Camille He

Posted on Sep 10, 2023

Build Scheduled AWS Batch Job Infrastructure using Terraform

#aws #batch #terraform

In this post, I will walk you through how to build a scheduled AWS Batch job infrastructure using Terraform. It focuses on the Terraform infrastructure and modules definition, and how they work together to build the entire workflow. It doesn't cover the advanced features that AWS Batch provided, and only use Terraform aws official provider
and basic Terraform features. In short, this post helps you setup a basic AWS Batch job infrastructure quickly, and you can add more features and enhance the structure as needed.

Prerequisite

AWS CLI (V2) is installed on the local machine.
AWS credentials setup. We use the credentials to deploy Terraform resources to the target AWS Account. In this demo, I use the same AWS profile for S3 remote backend configuration and Terraform apply.
Terraform CLI (1.3.4) is installed in the local machine. You can loosen the Terraform version restriction in versions.tf to use other close versions, however I'm not sure if the code works as expected without verification.
I'm working on Mac (MacOS Monterey) with Apple M2 Chip. So the aws provider installed is .terraform/providers/registry.terraform.io/hashicorp/aws/5.0.0/darwin_arm64/terraform-provider-aws_v5.0.0_x5. If you are in other operating system, you should remove .terraform.lock.hcl file from source code, and let Terraform CLI install the well-matched aws provider version according to your OS.
In the demo source code, I use default VPC, subnets and security group for EC2 instances. You can use customized network resources, however you should take care of the network availability if your Batch needs internet access, for example, the docker image that is used is hosted in public docker registry.

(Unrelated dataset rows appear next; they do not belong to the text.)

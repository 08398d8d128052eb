use serde::{Deserialize, Serialize};
use validator::Validate;

#[cfg(feature = "with-api")]
use utoipa::ToSchema;

/// A registered person who owns readings
#[derive(Debug, Clone, PartialEq, Eq, Serialize, Deserialize)]
#[cfg_attr(feature = "with-api", derive(ToSchema))]
pub struct Person {
    pub id: i64,
    pub name: String,
    pub age: i32,
    pub gender: String,
    pub description: Option<String>,
}

/// Request payload for registering a person
#[derive(Debug, Clone, PartialEq, Eq, Serialize, Deserialize, Validate)]
#[cfg_attr(feature = "with-api", derive(ToSchema))]
pub struct RegisterPersonRequest {
    #[validate(length(min = 1, max = 100, message = "Name must be between 1 and 100 characters"))]
    pub name: String,

    #[validate(range(min = 0, max = 150, message = "Age must be between 0 and 150"))]
    pub age: i32,

    #[validate(length(min = 1, max = 10, message = "Gender must be between 1 and 10 characters"))]
    pub gender: String,

    #[validate(length(max = 255, message = "Description cannot exceed 255 characters"))]
    pub description: Option<String>,
}
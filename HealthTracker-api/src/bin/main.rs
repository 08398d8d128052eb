use std::net::SocketAddr;
use std::path::PathBuf;

use anyhow::Context;
use dotenv::dotenv;
use tokio::net::TcpListener;
use tokio::signal;
use tracing::{error, info, warn};
use tracing_subscriber::{
    fmt::{self, format::FmtSpan},
    prelude::*,
    EnvFilter,
};

use health_tracker_api::api::{create_application, AppState};
use health_tracker_domain::config::ImportConfig;
use health_tracker_domain::database::{initialize_database_pool, DatabaseConfig};

/// The main entry point for the HealthTracker API server
///
/// This function:
/// 1. Initializes environment variables from .env file
/// 2. Sets up tracing for logging
/// 3. Opens the SQLite pool, falling back to in-memory storage
/// 4. Creates and starts the Axum web application
/// 5. Handles graceful shutdown
#[tokio::main]
async fn main() -> anyhow::Result<()> {
    // Load environment variables from .env file
    if dotenv().is_err() {
        eprintln!("Warning: .env file not found or couldn't be read. Using environment variables.");
    }

    let env_filter = EnvFilter::try_from_default_env().unwrap_or_else(|_| EnvFilter::new("info"));

    tracing_subscriber::registry()
        .with(
            fmt::layer()
                .with_span_events(FmtSpan::CLOSE)
                .with_target(false)
                .with_timer(fmt::time::uptime())
                .with_writer(std::io::stdout),
        )
        .with(env_filter)
        .init();

    info!("Starting HealthTracker API server");

    // DB_SQLITE_PATH wins; otherwise the database lives in DATA_DIR
    let data_dir = std::env::var("DATA_DIR").unwrap_or_else(|_| "data".to_string());
    let mut db_config = DatabaseConfig::from_env().context("Invalid database configuration")?;
    if std::env::var("DB_SQLITE_PATH").is_err() {
        db_config.sqlite_path = PathBuf::from(&data_dir)
            .join("health_tracker.db")
            .to_string_lossy()
            .to_string();
    }

    let import_config = ImportConfig::from_env().context("Invalid import configuration")?;

    let state = match initialize_database_pool(&db_config) {
        Ok(pool) => {
            info!("Database pool initialized successfully");
            AppState::sqlite(pool, import_config)
        }
        Err(e) => {
            error!("Failed to initialize database pool: {}", e);
            warn!("Falling back to in-memory storage; readings will not survive a restart");
            AppState::in_memory(import_config)
        }
    };

    let app = create_application(state);

    let port = std::env::var("PORT")
        .unwrap_or_else(|_| "3000".to_string())
        .parse::<u16>()
        .context("PORT must be a number")?;

    let addr = SocketAddr::from(([0, 0, 0, 0], port));
    info!("Listening on {}", addr);

    let listener = TcpListener::bind(addr)
        .await
        .with_context(|| format!("Cannot bind {}", addr))?;

    axum::serve(listener, app)
        .with_graceful_shutdown(shutdown_signal())
        .await
        .context("Server error")?;

    info!("Server shutdown complete");
    Ok(())
}

/// Wait for CTRL+C or, on Unix, SIGTERM
async fn shutdown_signal() {
    let ctrl_c = async {
        if let Err(e) = signal::ctrl_c().await {
            error!("Failed to install Ctrl+C handler: {}", e);
            std::future::pending::<()>().await;
        }
    };

    #[cfg(unix)]
    let terminate = async {
        match signal::unix::signal(signal::unix::SignalKind::terminate()) {
            Ok(mut sigterm) => {
                sigterm.recv().await;
            }
            Err(e) => {
                error!("Failed to install signal handler: {}", e);
                std::future::pending::<()>().await;
            }
        }
    };

    #[cfg(not(unix))]
    let terminate = std::future::pending::<()>();

    tokio::select! {
        _ = ctrl_c => {},
        _ = terminate => {},
    }

    info!("Shutting down server...");
}
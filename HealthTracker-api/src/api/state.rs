use std::sync::Arc;

use tracing::info;

use health_tracker_data::database::DatabasePool;
use health_tracker_data::repository::{
    HealthReadingRepositoryTrait, InMemoryHealthReadingRepository, InMemoryPersonRepository, InMemoryStorage,
    PersonRepositoryTrait, SqliteHealthReadingRepository, SqlitePersonRepository,
};
use health_tracker_domain::config::ImportConfig;
use health_tracker_domain::import::ImportService;
use health_tracker_domain::services::{PersonService, ReadingService};

/// Services shared by every handler
#[derive(Clone)]
pub struct AppState {
    pub readings: ReadingService,
    pub imports: ImportService,
    pub persons: PersonService,
    pub import_config: Arc<ImportConfig>,
    /// Absent when the server runs on in-memory storage
    pub pool: Option<DatabasePool>,
}

impl AppState {
    /// Services backed by SQLite
    pub fn sqlite(pool: DatabasePool, import_config: ImportConfig) -> Self {
        info!("Using SQLite storage at {}", pool.location());
        let readings: Arc<dyn HealthReadingRepositoryTrait> =
            Arc::new(SqliteHealthReadingRepository::new(pool.clone()));
        let persons: Arc<dyn PersonRepositoryTrait> = Arc::new(SqlitePersonRepository::new(pool.clone()));
        Self::from_repositories(readings, persons, import_config, Some(pool))
    }

    /// Services backed by one shared in-memory store; nothing is persisted
    pub fn in_memory(import_config: ImportConfig) -> Self {
        info!("Using in-memory storage");
        let storage = InMemoryStorage::new();
        let readings: Arc<dyn HealthReadingRepositoryTrait> =
            Arc::new(InMemoryHealthReadingRepository::with_storage(storage.clone()));
        let persons: Arc<dyn PersonRepositoryTrait> = Arc::new(InMemoryPersonRepository::with_storage(storage));
        Self::from_repositories(readings, persons, import_config, None)
    }

    pub fn from_repositories(
        readings: Arc<dyn HealthReadingRepositoryTrait>,
        persons: Arc<dyn PersonRepositoryTrait>,
        import_config: ImportConfig,
        pool: Option<DatabasePool>,
    ) -> Self {
        Self {
            readings: ReadingService::new(readings.clone()),
            imports: ImportService::new(readings),
            persons: PersonService::new(persons),
            import_config: Arc::new(import_config),
            pool,
        }
    }
}
use axum::{
    extract::{Path, State},
    http::StatusCode,
    response::IntoResponse,
    Json,
};
use tracing::{info, instrument};

use health_tracker_domain::entities::{Person, RegisterPersonRequest};

use crate::api::AppState;
use crate::entities::ErrorResponse;

/// Register a person who can own readings
#[utoipa::path(
    post,
    path = "/api/v1/persons",
    request_body = RegisterPersonRequest,
    responses(
        (status = 201, description = "Person registered", body = Person),
        (status = 400, description = "Invalid request", body = ErrorResponse),
        (status = 500, description = "Internal server error", body = ErrorResponse),
    ),
    tag = "persons"
)]
#[instrument(skip(state, request))]
pub async fn register_person(
    State(state): State<AppState>,
    Json(request): Json<RegisterPersonRequest>,
) -> Result<impl IntoResponse, ErrorResponse> {
    let person = state.persons.register(request).await?;
    info!("Registered person {}", person.id);
    Ok((StatusCode::CREATED, Json(person)))
}

/// List registered persons
#[utoipa::path(
    get,
    path = "/api/v1/persons",
    responses(
        (status = 200, description = "Registered persons", body = [Person]),
        (status = 500, description = "Internal server error", body = ErrorResponse),
    ),
    tag = "persons"
)]
pub async fn list_persons(State(state): State<AppState>) -> Result<Json<Vec<Person>>, ErrorResponse> {
    Ok(Json(state.persons.list().await?))
}

/// Get a person by id
#[utoipa::path(
    get,
    path = "/api/v1/persons/{owner_id}",
    params(("owner_id" = i64, Path, description = "Person id")),
    responses(
        (status = 200, description = "Person found", body = Person),
        (status = 404, description = "Person not found", body = ErrorResponse),
    ),
    tag = "persons"
)]
pub async fn get_person(
    State(state): State<AppState>,
    Path(owner_id): Path<i64>,
) -> Result<Json<Person>, ErrorResponse> {
    Ok(Json(state.persons.get(owner_id).await?))
}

You can find the demo source code from https://github.com/camillehe1992/on-demand-job-in-aws-batch

Terraform Structure

The Terraform structure contains several components shows as below.

.
├── config.tfbackend  # Remote backend config file
├── data.tf           # File for Terraform data source 
├── main.tf           # The reference of modules
├── outputs.tf        # The outputs of Terraform resources
├── terraform         
│   ├── dev           # Environment specified variables
│   └── modules       # Terraform modules
├── variables.tf      # Terraform input variables that should be passed to the arch module
└── versions.tf       # Defines the versions of Terraform and providers

Remote Backend Configuration (S3)

For best practice, I save the Terraform state files in the remote location, which is S3 bucket here. The configuration below specifies the S3 bucket name, region, and profile used to access S3 bucket. Another parameter is key, which we

# config.tfbackend
region         = "cn-north-1"
bucket         = "tf-state-756143471679-cn-north-1"
profile        = "service.app-deployment-dev-ci-bot"

Another parameter is key that is provided via -backend-config command in terraform init as there is a ENVIRONMENT specific path and we have to inject it dynamically instead of hard-coding in config.tfbackend file. You can use other configurations settings as needed.

terraform init -reconfigure \
    -backend-config=$BACKEND_CONFIG \
    -backend-config="key=$NICKNAME/$ENVIRONMENT/$AWS_REGION/terraform.tfstate"

Terraform Main File

The main.tf in the root directory is the core component and entrance in Terraform structure. I define all resources here, including IAM roles, Batch, CloudWatch Events (EventBridge), and SNS Topic. You can separate them into specific files, for example, iam.tf, batch.tf, events.tf, sns.tf, etc. I keep them in one file as the project is not that complex, and it's easy to understand the relationships between resources/modules. You should make a better decision according to your project structure.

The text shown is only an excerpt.